■ WHAT IS NEEDED ■
Reproduce each line of the entries that carries "commit".

++++ RECORD EXCERPTS ++++

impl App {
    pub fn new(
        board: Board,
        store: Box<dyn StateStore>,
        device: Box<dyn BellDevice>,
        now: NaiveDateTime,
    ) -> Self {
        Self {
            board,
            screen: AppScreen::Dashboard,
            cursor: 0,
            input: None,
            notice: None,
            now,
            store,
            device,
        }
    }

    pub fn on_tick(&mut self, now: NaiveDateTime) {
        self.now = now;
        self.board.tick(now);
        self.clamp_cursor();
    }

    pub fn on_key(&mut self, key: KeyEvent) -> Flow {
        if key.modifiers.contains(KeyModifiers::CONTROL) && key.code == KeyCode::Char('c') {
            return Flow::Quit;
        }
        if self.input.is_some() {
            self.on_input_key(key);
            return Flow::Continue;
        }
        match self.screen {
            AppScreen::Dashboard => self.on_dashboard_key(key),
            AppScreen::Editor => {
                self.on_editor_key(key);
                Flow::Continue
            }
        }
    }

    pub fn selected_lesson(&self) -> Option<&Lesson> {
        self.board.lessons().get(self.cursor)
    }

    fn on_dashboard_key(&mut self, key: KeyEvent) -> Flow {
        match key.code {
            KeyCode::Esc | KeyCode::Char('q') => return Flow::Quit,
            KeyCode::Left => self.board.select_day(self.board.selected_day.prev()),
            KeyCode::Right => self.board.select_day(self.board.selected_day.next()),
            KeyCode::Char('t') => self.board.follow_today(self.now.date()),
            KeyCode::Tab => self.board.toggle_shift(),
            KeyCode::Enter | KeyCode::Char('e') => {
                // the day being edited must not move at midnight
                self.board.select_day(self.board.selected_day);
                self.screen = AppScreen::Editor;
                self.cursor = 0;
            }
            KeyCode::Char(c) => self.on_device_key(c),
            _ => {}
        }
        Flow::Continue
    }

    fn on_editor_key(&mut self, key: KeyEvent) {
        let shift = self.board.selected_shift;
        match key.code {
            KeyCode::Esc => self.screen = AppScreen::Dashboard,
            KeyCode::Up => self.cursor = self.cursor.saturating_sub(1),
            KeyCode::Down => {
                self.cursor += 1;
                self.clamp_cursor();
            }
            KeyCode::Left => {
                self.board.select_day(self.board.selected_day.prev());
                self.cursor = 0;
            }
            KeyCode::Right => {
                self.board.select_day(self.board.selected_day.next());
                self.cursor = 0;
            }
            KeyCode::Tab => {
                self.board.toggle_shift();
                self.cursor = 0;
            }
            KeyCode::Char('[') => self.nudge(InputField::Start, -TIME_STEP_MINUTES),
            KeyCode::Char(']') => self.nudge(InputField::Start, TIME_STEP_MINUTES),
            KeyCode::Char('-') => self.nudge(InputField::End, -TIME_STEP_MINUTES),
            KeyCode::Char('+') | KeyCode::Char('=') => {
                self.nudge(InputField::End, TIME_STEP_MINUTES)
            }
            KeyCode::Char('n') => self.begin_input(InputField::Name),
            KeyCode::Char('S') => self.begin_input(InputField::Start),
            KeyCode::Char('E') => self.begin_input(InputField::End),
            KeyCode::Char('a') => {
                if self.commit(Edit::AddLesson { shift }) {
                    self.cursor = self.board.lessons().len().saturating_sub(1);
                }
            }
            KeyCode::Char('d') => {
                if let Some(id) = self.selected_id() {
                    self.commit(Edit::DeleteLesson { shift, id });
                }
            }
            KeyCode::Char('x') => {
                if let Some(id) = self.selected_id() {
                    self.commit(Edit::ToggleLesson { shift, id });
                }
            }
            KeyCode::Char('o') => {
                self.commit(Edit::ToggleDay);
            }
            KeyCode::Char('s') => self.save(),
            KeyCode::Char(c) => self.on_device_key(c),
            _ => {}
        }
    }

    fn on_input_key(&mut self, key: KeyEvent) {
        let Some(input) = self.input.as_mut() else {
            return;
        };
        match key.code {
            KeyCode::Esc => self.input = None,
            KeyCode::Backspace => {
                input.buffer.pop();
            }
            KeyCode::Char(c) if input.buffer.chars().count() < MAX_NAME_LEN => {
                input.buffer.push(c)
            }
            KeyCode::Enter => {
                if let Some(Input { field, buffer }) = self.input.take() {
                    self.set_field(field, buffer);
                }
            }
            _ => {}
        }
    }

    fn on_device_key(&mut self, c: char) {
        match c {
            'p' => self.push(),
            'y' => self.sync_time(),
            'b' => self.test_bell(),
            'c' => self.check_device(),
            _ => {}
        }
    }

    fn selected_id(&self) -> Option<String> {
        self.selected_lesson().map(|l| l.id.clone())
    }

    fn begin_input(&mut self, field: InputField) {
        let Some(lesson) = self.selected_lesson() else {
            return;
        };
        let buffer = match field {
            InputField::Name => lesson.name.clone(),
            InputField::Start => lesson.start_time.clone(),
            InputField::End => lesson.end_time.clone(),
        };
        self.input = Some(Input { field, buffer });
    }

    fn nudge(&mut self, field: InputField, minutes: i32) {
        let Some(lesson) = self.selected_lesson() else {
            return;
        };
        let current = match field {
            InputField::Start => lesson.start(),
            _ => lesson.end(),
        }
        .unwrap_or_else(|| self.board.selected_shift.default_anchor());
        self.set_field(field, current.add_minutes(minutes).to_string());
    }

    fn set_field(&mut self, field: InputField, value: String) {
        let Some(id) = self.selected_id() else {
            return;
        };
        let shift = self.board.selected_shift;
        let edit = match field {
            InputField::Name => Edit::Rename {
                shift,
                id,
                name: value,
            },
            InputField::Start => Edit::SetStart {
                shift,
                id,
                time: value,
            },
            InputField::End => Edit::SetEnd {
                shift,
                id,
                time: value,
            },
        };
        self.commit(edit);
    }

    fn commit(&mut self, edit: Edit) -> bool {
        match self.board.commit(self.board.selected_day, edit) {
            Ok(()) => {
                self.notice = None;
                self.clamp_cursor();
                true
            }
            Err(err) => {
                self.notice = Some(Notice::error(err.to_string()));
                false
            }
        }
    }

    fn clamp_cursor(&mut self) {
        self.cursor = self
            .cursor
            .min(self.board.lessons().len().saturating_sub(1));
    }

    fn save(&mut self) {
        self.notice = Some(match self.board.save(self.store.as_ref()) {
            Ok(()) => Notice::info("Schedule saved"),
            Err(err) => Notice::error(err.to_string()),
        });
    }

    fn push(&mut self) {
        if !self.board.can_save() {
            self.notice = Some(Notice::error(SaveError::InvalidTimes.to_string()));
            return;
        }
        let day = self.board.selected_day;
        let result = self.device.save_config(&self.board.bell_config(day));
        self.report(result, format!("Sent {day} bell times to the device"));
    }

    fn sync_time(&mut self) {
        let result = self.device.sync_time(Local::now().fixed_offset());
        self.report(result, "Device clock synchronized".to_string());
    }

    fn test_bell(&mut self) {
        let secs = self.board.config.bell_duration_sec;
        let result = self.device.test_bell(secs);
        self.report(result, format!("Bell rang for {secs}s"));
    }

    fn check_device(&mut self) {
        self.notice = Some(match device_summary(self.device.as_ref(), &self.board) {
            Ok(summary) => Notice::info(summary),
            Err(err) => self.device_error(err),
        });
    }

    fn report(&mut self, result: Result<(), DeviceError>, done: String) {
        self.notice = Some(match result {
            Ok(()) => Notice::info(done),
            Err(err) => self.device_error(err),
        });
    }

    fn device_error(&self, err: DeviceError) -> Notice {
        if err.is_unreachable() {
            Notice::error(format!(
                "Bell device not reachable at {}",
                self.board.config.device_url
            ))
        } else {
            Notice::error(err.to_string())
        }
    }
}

++++
++++ RECORD EXCERPTS ++++

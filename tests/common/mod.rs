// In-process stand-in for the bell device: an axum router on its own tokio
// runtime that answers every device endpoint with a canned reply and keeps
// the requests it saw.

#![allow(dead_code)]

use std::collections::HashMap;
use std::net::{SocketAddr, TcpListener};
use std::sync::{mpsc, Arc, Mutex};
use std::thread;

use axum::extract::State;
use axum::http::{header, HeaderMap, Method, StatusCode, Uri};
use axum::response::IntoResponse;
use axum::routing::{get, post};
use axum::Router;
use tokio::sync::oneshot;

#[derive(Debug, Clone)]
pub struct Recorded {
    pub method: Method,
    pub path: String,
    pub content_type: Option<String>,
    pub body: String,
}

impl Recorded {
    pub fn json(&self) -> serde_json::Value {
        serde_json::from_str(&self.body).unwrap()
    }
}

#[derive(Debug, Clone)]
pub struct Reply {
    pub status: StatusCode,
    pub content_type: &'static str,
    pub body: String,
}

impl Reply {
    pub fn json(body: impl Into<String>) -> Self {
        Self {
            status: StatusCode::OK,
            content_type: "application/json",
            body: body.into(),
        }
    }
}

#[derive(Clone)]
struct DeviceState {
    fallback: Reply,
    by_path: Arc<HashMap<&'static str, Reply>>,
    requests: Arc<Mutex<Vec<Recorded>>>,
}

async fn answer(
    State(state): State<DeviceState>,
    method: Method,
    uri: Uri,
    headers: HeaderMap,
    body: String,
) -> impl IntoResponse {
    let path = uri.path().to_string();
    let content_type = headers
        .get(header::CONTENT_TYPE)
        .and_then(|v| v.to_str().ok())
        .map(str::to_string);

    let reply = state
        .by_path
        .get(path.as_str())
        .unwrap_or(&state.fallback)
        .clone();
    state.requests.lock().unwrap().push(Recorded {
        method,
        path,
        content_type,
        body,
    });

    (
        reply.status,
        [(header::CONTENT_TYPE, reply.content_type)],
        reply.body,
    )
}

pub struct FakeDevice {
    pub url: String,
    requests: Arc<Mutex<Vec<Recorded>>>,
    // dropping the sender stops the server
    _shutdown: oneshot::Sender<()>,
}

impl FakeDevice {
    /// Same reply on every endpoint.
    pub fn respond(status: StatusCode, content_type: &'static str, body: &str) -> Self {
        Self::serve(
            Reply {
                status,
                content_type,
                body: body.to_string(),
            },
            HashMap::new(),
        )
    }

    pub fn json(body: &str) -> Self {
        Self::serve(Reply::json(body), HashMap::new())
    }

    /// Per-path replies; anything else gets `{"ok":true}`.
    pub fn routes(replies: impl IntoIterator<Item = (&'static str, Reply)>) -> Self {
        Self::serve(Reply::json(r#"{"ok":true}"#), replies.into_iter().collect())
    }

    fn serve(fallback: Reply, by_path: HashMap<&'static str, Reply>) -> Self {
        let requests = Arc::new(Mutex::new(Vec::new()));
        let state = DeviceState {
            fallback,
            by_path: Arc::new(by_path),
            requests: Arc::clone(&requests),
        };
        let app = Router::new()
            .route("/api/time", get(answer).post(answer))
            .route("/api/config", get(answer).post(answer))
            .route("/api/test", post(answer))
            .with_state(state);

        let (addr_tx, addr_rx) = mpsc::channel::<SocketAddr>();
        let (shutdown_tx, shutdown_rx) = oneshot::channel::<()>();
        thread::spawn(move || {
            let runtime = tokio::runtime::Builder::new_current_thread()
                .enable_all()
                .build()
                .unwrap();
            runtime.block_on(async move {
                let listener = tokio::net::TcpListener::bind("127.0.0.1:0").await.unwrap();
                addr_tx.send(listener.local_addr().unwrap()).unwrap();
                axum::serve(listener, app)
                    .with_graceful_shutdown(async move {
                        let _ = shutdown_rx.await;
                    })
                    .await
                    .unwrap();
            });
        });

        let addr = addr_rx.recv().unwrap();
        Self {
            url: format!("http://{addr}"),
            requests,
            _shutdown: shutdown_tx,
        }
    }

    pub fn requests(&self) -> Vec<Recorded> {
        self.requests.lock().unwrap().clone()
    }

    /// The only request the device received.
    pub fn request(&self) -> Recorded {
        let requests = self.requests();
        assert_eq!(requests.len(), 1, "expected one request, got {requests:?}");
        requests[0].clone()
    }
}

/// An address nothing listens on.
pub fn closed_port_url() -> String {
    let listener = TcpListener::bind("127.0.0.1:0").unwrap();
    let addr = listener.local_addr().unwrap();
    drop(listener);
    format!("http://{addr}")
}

++++
++++ RECORD EXCERPTS ++++

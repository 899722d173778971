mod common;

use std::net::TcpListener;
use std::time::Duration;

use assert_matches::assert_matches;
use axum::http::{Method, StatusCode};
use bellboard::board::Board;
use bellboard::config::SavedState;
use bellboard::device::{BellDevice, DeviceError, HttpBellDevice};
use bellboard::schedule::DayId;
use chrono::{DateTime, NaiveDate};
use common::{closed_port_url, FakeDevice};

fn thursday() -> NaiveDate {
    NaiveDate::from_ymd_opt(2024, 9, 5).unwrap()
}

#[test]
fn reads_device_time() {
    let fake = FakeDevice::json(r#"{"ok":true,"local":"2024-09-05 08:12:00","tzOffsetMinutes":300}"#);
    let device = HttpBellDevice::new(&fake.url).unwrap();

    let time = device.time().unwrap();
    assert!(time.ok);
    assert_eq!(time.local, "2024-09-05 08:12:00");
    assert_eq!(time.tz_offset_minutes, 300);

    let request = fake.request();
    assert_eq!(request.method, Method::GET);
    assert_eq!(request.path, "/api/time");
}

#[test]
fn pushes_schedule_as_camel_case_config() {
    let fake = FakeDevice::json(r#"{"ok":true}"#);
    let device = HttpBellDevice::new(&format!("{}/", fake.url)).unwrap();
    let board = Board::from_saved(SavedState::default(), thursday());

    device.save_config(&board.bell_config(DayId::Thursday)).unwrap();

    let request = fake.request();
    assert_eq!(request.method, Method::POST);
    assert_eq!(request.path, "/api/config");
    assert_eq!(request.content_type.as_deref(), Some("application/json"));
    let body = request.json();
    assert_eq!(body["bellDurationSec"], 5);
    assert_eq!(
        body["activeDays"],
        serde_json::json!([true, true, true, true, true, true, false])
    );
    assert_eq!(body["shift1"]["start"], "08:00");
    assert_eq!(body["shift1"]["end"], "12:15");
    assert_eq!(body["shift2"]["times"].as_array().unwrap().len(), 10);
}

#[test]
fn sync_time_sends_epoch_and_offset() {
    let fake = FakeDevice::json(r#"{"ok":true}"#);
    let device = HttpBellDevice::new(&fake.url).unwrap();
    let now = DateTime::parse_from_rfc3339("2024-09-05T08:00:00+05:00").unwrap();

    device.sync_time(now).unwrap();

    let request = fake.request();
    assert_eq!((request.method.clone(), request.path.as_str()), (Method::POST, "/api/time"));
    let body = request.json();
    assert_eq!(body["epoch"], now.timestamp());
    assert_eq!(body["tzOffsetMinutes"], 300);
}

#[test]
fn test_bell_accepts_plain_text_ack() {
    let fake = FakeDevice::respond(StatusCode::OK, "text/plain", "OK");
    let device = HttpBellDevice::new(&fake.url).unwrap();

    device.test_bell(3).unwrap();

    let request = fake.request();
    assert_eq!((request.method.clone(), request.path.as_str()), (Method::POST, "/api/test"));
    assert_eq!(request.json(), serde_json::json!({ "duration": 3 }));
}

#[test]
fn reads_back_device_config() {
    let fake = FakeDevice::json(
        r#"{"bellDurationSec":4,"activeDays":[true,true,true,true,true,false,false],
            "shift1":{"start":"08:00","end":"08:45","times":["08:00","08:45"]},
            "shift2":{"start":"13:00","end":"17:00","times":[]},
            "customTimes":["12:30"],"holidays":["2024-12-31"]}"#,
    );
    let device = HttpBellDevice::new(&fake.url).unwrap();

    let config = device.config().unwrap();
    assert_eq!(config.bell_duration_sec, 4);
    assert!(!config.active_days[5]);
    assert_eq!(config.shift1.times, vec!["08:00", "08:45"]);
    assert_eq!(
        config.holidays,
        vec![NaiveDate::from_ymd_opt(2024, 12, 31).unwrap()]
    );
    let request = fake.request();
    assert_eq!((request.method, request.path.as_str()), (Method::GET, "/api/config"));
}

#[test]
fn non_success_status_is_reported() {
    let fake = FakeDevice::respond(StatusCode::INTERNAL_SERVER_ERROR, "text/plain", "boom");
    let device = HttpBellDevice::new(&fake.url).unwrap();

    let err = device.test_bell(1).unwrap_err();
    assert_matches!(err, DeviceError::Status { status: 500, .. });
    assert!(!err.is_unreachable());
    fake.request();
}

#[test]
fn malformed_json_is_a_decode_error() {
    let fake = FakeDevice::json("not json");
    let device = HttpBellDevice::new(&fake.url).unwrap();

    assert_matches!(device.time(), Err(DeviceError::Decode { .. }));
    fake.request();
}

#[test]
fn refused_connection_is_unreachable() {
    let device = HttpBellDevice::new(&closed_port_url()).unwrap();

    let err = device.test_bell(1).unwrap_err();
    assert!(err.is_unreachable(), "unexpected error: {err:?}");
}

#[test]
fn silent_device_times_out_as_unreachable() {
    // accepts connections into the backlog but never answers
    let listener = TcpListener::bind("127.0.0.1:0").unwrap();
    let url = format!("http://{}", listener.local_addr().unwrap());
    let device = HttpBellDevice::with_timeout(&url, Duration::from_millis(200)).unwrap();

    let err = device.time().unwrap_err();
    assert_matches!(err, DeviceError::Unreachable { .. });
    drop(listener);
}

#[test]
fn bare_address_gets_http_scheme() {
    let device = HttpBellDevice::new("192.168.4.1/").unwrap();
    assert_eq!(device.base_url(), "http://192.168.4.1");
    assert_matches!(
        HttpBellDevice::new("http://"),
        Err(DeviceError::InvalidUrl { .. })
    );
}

++++

■ PROBLEM SOLUTION ■
                if self.commit(Edit::AddLesson { shift }) {
                    self.commit(Edit::DeleteLesson { shift, id });
                    self.commit(Edit::ToggleLesson { shift, id });
                self.commit(Edit::ToggleDay);
        self.commit(edit);
    fn commit(&mut self, edit: Edit) -> bool {
        match self.board.commit(self.board.selected_day, edit) {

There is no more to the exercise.